**Brief:**
Your answer should be the lines below from the one holding "mod tab_bar;" through the one holding "pub use require_role::RequireRole;", copied exactly and with nothing else.

**Input data:**

-*-

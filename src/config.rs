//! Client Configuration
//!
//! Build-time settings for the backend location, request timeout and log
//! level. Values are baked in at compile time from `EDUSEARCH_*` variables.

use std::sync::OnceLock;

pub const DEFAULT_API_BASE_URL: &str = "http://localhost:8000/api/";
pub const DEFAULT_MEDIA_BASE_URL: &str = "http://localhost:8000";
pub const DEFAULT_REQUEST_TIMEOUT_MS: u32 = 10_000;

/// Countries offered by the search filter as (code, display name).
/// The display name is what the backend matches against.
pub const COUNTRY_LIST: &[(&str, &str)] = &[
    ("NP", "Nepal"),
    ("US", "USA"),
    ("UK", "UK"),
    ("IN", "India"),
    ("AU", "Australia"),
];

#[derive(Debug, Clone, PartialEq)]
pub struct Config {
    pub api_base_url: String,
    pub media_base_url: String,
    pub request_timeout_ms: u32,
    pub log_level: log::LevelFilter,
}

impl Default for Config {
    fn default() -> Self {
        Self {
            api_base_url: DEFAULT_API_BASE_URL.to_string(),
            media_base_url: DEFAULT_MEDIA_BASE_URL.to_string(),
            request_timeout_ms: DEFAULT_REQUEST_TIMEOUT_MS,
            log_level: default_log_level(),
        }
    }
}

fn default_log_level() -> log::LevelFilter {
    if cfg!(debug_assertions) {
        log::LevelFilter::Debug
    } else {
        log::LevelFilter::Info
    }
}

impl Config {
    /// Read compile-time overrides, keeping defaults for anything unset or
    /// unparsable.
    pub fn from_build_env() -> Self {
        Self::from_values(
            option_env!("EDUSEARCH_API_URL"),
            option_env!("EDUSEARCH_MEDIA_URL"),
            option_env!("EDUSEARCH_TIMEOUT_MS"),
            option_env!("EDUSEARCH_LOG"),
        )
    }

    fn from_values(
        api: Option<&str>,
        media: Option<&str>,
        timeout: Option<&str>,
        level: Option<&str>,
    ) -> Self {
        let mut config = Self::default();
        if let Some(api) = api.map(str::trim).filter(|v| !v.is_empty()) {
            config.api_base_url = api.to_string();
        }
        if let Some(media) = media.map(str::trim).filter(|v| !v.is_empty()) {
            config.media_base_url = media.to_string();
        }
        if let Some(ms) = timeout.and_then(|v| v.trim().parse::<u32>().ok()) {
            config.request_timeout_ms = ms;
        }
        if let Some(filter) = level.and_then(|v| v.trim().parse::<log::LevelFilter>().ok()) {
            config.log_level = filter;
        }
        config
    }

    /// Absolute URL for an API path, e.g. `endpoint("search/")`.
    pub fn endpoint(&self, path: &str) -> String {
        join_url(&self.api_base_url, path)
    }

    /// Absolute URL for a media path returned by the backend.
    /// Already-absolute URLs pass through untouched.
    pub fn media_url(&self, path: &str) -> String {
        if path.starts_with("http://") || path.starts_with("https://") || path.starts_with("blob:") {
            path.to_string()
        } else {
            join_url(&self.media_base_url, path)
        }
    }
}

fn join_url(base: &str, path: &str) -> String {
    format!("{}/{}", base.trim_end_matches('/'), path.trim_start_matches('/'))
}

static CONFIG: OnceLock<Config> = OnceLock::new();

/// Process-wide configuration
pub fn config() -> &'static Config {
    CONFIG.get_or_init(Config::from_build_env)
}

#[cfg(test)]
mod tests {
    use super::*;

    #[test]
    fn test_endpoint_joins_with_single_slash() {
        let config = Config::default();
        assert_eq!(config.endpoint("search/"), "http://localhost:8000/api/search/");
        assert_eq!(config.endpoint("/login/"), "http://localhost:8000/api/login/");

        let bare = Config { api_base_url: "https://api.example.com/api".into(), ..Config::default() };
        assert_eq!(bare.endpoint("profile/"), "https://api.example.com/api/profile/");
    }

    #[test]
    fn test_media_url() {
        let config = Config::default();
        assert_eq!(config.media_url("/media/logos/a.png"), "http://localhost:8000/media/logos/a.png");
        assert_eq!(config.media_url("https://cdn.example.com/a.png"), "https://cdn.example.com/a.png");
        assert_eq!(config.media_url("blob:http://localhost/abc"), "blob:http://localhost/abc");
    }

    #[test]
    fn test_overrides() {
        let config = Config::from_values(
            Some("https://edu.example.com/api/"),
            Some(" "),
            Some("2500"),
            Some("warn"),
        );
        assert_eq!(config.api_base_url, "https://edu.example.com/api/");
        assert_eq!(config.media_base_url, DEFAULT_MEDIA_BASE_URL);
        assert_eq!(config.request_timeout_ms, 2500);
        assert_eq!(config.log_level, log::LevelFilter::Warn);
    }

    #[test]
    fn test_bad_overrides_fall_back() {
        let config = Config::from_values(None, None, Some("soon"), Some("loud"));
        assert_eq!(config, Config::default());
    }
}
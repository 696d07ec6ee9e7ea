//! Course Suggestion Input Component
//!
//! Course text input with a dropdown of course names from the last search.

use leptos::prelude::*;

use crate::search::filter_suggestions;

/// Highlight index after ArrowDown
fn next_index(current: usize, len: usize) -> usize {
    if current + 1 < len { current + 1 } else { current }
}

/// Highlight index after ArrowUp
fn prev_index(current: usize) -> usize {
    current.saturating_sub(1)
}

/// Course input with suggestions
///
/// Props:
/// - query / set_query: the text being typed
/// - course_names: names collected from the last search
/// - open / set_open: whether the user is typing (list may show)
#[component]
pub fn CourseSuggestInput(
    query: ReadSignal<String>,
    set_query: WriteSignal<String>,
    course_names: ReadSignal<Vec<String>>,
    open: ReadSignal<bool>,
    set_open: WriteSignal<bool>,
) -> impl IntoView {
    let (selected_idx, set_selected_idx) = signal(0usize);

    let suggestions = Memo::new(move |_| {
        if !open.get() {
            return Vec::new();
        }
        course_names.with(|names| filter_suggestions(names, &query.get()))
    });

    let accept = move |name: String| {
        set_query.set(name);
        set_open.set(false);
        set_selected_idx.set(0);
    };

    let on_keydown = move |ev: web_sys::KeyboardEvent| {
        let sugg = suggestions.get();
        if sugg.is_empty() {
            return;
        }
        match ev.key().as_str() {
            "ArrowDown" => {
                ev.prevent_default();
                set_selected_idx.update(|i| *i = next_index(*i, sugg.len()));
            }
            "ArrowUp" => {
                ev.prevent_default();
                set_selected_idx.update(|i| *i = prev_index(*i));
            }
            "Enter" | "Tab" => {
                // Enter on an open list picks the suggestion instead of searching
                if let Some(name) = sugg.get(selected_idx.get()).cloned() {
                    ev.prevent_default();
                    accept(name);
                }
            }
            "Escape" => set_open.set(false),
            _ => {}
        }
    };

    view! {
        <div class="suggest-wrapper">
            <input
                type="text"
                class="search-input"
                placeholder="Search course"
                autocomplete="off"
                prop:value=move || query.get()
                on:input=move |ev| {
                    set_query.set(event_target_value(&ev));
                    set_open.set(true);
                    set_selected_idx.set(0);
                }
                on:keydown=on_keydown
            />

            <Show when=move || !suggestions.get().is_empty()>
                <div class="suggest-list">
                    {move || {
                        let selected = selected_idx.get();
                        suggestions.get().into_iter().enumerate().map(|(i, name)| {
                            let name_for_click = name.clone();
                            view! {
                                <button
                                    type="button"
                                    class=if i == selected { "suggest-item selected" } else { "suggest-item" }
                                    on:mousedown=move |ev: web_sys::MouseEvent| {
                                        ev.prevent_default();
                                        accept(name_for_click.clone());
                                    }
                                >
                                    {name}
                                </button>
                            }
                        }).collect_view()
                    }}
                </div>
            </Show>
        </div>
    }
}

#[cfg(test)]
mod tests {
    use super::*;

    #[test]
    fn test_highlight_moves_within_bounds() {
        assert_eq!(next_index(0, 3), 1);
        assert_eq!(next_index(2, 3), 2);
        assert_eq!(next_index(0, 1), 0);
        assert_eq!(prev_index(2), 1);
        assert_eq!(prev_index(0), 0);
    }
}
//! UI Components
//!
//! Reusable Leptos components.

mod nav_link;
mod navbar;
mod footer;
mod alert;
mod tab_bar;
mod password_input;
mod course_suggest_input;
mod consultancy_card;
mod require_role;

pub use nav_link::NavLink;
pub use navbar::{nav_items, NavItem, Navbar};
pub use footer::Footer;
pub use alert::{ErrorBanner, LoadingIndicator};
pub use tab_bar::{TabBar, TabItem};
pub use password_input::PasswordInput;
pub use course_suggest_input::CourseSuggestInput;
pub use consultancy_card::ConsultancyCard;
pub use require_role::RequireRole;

-*-

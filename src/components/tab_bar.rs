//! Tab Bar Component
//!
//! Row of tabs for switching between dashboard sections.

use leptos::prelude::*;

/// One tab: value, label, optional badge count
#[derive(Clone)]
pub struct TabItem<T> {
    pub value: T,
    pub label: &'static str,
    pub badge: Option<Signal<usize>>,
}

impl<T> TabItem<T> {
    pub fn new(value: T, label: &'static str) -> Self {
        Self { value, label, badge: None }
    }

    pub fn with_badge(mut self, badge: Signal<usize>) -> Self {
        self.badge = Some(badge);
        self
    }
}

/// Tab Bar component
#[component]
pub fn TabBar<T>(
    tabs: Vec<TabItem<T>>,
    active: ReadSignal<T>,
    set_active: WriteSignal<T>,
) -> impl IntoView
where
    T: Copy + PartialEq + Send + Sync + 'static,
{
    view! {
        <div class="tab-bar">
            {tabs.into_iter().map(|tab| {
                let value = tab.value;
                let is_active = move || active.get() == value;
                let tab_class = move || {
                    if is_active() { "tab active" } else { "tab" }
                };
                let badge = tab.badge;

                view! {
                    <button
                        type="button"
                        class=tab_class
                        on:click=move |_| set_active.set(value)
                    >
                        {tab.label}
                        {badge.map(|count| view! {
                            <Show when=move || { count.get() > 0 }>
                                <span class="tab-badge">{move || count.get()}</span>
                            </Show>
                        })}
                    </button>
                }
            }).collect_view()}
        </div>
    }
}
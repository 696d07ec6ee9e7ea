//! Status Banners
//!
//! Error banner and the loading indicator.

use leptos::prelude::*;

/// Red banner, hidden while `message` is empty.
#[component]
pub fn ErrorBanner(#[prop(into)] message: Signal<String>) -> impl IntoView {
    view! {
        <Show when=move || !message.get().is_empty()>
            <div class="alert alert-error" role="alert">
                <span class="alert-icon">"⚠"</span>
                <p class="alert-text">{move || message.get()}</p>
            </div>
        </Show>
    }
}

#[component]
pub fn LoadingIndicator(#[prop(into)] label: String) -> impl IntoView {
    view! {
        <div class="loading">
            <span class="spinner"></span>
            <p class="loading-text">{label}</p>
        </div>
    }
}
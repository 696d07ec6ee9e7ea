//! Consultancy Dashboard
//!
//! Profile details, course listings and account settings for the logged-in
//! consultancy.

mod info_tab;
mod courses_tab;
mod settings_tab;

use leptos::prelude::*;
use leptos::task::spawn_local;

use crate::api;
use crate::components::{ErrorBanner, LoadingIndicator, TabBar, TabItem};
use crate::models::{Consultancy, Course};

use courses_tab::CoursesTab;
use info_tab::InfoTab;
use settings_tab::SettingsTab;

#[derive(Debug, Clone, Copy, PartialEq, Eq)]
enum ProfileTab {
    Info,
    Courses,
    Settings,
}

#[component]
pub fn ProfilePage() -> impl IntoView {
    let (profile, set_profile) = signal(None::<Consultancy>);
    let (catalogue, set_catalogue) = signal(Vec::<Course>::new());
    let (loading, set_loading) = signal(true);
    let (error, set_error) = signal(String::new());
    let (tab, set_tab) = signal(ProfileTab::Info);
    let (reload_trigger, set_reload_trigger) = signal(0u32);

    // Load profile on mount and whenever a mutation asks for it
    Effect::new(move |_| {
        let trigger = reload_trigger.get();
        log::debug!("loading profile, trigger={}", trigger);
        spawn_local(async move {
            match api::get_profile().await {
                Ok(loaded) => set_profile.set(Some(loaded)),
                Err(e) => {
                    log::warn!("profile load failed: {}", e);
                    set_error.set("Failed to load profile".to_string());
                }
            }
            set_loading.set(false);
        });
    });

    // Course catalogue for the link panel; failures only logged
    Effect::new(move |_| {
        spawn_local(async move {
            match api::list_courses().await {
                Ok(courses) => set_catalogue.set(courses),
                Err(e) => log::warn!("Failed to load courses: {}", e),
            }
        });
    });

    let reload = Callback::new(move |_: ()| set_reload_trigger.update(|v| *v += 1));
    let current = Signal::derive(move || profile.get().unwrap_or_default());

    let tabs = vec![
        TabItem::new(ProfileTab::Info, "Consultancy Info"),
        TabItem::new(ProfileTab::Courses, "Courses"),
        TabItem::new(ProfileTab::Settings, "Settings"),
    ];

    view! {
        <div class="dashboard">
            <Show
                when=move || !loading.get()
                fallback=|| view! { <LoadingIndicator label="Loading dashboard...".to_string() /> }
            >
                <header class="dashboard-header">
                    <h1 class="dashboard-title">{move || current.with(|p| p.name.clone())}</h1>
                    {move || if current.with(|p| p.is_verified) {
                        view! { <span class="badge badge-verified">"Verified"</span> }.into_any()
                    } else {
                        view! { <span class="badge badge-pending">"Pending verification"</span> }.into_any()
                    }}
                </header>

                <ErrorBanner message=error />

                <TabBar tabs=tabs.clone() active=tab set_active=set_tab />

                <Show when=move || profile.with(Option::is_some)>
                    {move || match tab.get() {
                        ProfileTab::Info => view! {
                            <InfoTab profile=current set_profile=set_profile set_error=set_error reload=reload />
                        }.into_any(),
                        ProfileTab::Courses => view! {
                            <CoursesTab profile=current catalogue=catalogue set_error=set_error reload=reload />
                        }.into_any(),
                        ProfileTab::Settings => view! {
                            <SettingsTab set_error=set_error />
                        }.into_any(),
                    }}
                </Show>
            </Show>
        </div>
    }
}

-*-

**Expected output:**
mod tab_bar;
mod password_input;
mod course_suggest_input;
mod consultancy_card;
mod require_role;

pub use nav_link::NavLink;
pub use navbar::{nav_items, NavItem, Navbar};
pub use footer::Footer;
pub use alert::{ErrorBanner, LoadingIndicator};
pub use tab_bar::{TabBar, TabItem};
pub use password_input::PasswordInput;
pub use course_suggest_input::CourseSuggestInput;
pub use consultancy_card::ConsultancyCard;
pub use require_role::RequireRole;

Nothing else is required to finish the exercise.